Exercise goal
Where the word "path" shows up in the entries below, please copy the whole line.

Data for processing
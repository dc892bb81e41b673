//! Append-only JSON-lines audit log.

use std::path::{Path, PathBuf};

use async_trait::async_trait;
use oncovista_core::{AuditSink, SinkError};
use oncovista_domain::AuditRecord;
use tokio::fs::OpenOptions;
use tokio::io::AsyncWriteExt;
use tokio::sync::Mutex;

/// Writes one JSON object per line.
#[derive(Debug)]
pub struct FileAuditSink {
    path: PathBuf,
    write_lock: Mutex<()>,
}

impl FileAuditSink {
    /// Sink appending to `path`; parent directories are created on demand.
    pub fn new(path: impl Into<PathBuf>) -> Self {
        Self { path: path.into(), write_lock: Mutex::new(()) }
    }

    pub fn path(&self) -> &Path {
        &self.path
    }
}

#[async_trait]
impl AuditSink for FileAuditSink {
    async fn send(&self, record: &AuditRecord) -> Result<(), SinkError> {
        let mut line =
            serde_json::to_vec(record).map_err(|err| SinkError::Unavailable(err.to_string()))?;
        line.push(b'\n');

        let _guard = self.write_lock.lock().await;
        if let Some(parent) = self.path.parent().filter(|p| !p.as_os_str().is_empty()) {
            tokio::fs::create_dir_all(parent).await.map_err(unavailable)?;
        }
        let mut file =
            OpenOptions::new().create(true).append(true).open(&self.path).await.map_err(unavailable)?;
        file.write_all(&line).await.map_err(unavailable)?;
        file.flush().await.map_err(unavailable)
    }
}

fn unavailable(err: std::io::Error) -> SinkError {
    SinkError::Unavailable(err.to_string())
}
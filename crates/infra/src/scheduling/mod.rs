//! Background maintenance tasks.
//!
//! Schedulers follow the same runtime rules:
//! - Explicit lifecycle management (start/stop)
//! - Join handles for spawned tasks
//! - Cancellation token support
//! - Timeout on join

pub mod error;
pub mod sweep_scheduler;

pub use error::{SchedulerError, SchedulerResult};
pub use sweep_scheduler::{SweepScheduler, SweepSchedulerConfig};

Exercise output
use std::path::{Path, PathBuf};
    path: PathBuf,
    /// Sink appending to `path`; parent directories are created on demand.
    pub fn new(path: impl Into<PathBuf>) -> Self {
        Self { path: path.into(), write_lock: Mutex::new(()) }
    pub fn path(&self) -> &Path {
        &self.path
        if let Some(parent) = self.path.parent().filter(|p| !p.as_os_str().is_empty()) {
            OpenOptions::new().create(true).append(true).open(&self.path).await.map_err(unavailable)?;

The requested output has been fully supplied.